7. Un partito che cambia idea, ma non con tutti i venti: la politica liquida in una società liquida impone continue revisioni di linea, perché “solo i morti e gli stupidi non cambiano mai opinione”. Il PCI del centralismo democratico cambiava opinione anche spesso nelle stanze segrete, seguendo poi processi di riconfigurazione del pensiero dell’organizzazione democratici, ma straordinariamente macchinosi. Oggi invece i processi di evoluzione della linea sono eccessivamente rapidi, pubblici e superficiali. La legittima coabitazione di opinioni diverse senza la tensione alla sintesi crea un costante effetto bar, nel quale dirigenti, rappresentanti e simpatizzanti dicono cose diametralmente opposte, senza gerarchia delle fonti. Ancora più spiazzante in questo bailamme sono i rapidissimi cambiamenti di linea, l’ultimo dei quali ha riguardato il sì incondizionato al Governo Draghi il giorno dopo essersi immolati sulla prosecuzione del Governo Conte. La difficile sincronizzazione tra tempi della democrazia e just in time digitale è uno dei grandi rovelli di questa epoca e necessariamente i partiti scontano il problema dei tempi di reazione troppo lunghi, da controbilanciare con lo scatto in avanti un po’ improvvisato del leader. Se il salto in avanti diventa un habitus, figlio più dei tempi dei social che di un’idea compiuta e progressiva di democrazia contemporanea, disorienta però la comunità di riferimento, la fa sentire inutile, e induce passività e disinteresse, quello che il PD oggi deve combattere come il peggior nemico.
8. Un partito orgogliosamente catodico, digitale e fisico: come ogni Segretario del PD negli ultimi anni, Enrico Letta si è posto la questione della partecipazione digitale alla vita del partito, lanciando la proposta delle Agorà Democratiche, alternativa allo show passivizzante della Bestia e alla Piattaforma Rousseau.

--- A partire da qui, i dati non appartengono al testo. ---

//! The config store: loading, caching and persisting one BWC config.
//!
//! A [`ConfigStore`] is constructed by the caller and passed where it is
//! needed. It loads lazily, caches the effective config for its own lifetime
//! and always saves back to the file it loaded from.
//!
//! # Resolution order
//!
//! 1. Unless `force_user` is set, search upward from the working directory
//!    for `bwc.config.json` or `.bwc/config.json` (a project config).
//! 2. Otherwise the global config (`BWC_CONFIG_PATH` or `~/.bwc/config.json`).
//! 3. Neither exists: [`BwcError::ConfigNotFound`].
//!
//! There is no file locking; two concurrent `bwc` runs against the same config
//! may overwrite each other's changes.

use anyhow::{Context, Result};
use std::collections::BTreeMap;
use std::path::{Path, PathBuf};
use tracing::debug;

use super::locations::ConfigLocations;
use super::model::BwcConfig;
use crate::core::BwcError;
use crate::mcp::models::McpServerConfig;
use crate::utils::fs::{read_optional_text, restrict_permissions, write_json_file};

/// A config together with where it came from.
#[derive(Debug, Clone)]
pub struct LoadedConfig {
    /// Parsed (and migrated) contents
    pub config: BwcConfig,
    /// File it was read from and will be saved to
    pub path: PathBuf,
    /// Directory relative resource paths resolve against
    pub root: PathBuf,
    /// Whether this is a project config
    pub is_project_level: bool,
}

/// Owns the effective BWC config for one CLI invocation.
pub struct ConfigStore {
    locations: ConfigLocations,
    loaded: Option<LoadedConfig>,
}

impl ConfigStore {
    /// Creates a store; nothing is read until first use.
    #[must_use]
    pub const fn new(locations: ConfigLocations) -> Self {
        Self {
            locations,
            loaded: None,
        }
    }

    /// The locations this store resolves against.
    #[must_use]
    pub const fn locations(&self) -> &ConfigLocations {
        &self.locations
    }

    /// Drops the cached config so the next access re-reads disk.
    pub fn reset(&mut self) {
        self.loaded = None;
    }

    /// Loads the effective config, caching it.
    ///
    /// A legacy `installed.mcpServers` list is migrated in memory. The file on
    /// disk keeps its legacy shape until [`save`](Self::save) is called.
    pub async fn load(&mut self) -> Result<&LoadedConfig> {
        if self.loaded.is_none() {
            let loaded = self.read_effective().await?;
            self.loaded = Some(loaded);
        }
        self.loaded.as_ref().context("config not loaded")
    }

    async fn read_effective(&self) -> Result<LoadedConfig> {
        if !self.locations.force_user
            && let Some(project) = self.locations.find_project_config()
        {
            debug!(target: "config", "Using project config {}", project.file.display());
            let config = read_config(&project.file).await?.ok_or_else(|| BwcError::ConfigNotFound {
                path: project.file.display().to_string(),
            })?;
            return Ok(LoadedConfig {
                config,
                path: project.file,
                root: project.root,
                is_project_level: true,
            });
        }

        let path = self.locations.global_config_path();
        debug!(target: "config", "Using global config {}", path.display());
        let config = read_config(&path).await?.ok_or_else(|| BwcError::ConfigNotFound {
            path: path.display().to_string(),
        })?;

        Ok(LoadedConfig {
            config,
            path,
            root: self.locations.home.clone(),
            is_project_level: false,
        })
    }

    /// Mutable access to the cached config, loading it first if needed.
    pub async fn config_mut(&mut self) -> Result<&mut BwcConfig> {
        self.load().await?;
        self.loaded.as_mut().map(|l| &mut l.config).context("config not loaded")
    }

    /// Writes the cached config back to the file it came from.
    ///
    /// Does nothing if nothing was loaded. The global config is chmod 600.
    pub async fn save(&self) -> Result<()> {
        let Some(loaded) = &self.loaded else {
            return Ok(());
        };

        write_json_file(&loaded.path, &loaded.config, true)
            .await
            .with_context(|| format!("Failed to save config to {}", loaded.path.display()))?;
        if !loaded.is_project_level {
            restrict_permissions(&loaded.path).await?;
        }
        debug!(target: "config", "Saved config to {}", loaded.path.display());
        Ok(())
    }

    /// Creates a fresh global or project config.
    ///
    /// Fails with [`BwcError::ConfigAlreadyExists`] unless `force` is set.
    /// The new config becomes the cached one.
    pub async fn init(&mut self, project: bool, force: bool) -> Result<PathBuf> {
        let (path, root, config) = if project {
            (
                self.locations.new_project_config_path(),
                self.locations.cwd.clone(),
                BwcConfig::new_project(),
            )
        } else {
            (self.locations.global_config_path(), self.locations.home.clone(), BwcConfig::new_global())
        };

        if path.exists() && !force {
            return Err(BwcError::ConfigAlreadyExists {
                path: path.display().to_string(),
            }
            .into());
        }

        self.loaded = Some(LoadedConfig {
            config,
            path: path.clone(),
            root,
            is_project_level: project,
        });
        self.save().await?;
        Ok(path)
    }

    /// Whether the effective config is a project config.
    pub async fn is_project_level(&mut self) -> Result<bool> {
        Ok(self.load().await?.is_project_level)
    }

    /// Directory holding `.mcp.json`: the project root for project configs,
    /// otherwise the working directory.
    pub async fn project_root(&mut self) -> Result<PathBuf> {
        let cwd = self.locations.cwd.clone();
        let loaded = self.load().await?;
        Ok(if loaded.is_project_level {
            loaded.root.clone()
        } else {
            cwd
        })
    }

    /// Resolved subagent install directory.
    pub async fn subagents_dir(&mut self) -> Result<PathBuf> {
        let (raw, root) = {
            let loaded = self.load().await?;
            (loaded.config.paths.subagents.clone(), loaded.root.clone())
        };
        Ok(self.locations.resolve_path(&raw, &root))
    }

    /// Resolved command install directory.
    pub async fn commands_dir(&mut self) -> Result<PathBuf> {
        let (raw, root) = {
            let loaded = self.load().await?;
            (loaded.config.paths.commands.clone(), loaded.root.clone())
        };
        Ok(self.locations.resolve_path(&raw, &root))
    }

    /// Records a server and saves.
    pub async fn add_installed_mcp_server(&mut self, name: &str, config: McpServerConfig) -> Result<()> {
        self.config_mut().await?.add_installed_mcp_server(name, config);
        self.save().await
    }

    /// Forgets a server, saving only if it was present.
    ///
    /// Returns whether the server was recorded.
    pub async fn remove_installed_mcp_server(&mut self, name: &str) -> Result<bool> {
        let removed = self.config_mut().await?.remove_installed_mcp_server(name);
        if removed {
            self.save().await?;
        } else {
            debug!(target: "config", "MCP server '{name}' not recorded, nothing to remove");
        }
        Ok(removed)
    }

    /// Installed server names.
    pub async fn get_installed_mcp_servers(&mut self) -> Result<Vec<String>> {
        Ok(self.load().await?.config.get_installed_mcp_servers())
    }

    /// One server's record.
    pub async fn get_mcp_server_config(&mut self, name: &str) -> Result<Option<McpServerConfig>> {
        Ok(self.load().await?.config.get_mcp_server_config(name))
    }

    /// Every server record.
    pub async fn get_all_mcp_server_configs(&mut self) -> Result<BTreeMap<String, McpServerConfig>> {
        Ok(self.load().await?.config.get_all_mcp_server_configs())
    }
}

/// Reads and parses a config file; `None` if it does not exist.
async fn read_config(path: &Path) -> Result<Option<BwcConfig>> {
    let Some(content) = read_optional_text(path).await? else {
        return Ok(None);
    };

    let mut config: BwcConfig =
        serde_json::from_str(&content).map_err(|e| BwcError::ConfigParseError {
            file: path.display().to_string(),
            reason: e.to_string(),
        })?;

    if config.migrate_mcp_servers() {
        debug!(target: "config", "Migrated legacy mcpServers list in {} (in memory)", path.display());
    }
    Ok(Some(config))
}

Dopo oltre un anno di confinamento digitale causa pandemia, che ha sterilizzato i rapporti sociali ma ha permesso di riscoprire il valore della comunità più prossima, credo che assieme alla dimensione digitale il PD debba riscoprire quello della dimensione fisica della partecipazione. Il valore non digitalizzabile di una comunità di persone che, appena si potrà, si ritrovano vicine a parlare, discutere, progettare, sognare. I Democratici sono l’unico partito che dispone di una rete capillare di sezioni sul territorio e di un patrimonio, benché âgée, di militanti che le utilizzano. Queste sezioni, o circoli, sono le radici di un partito nato molto prima dell’era digitale, radici con le quali il PD deve fare la pace, valorizzandole senza gettarle alle ortiche né rimanerne impigliato. Certamente il PD dovrà essere presente online e ingaggiare come tutte le comunità, ma i suoi dirigenti e rappresentanti dovranno innanzitutto girare l’Italia per incontrare dal vivo, di persona, la propria gente, conoscerla meglio e spiegare e condividere i progetti per il Paese. Con attenzione analogica, catodica, alla qualità, che è quello che l’Italia sa fare meglio.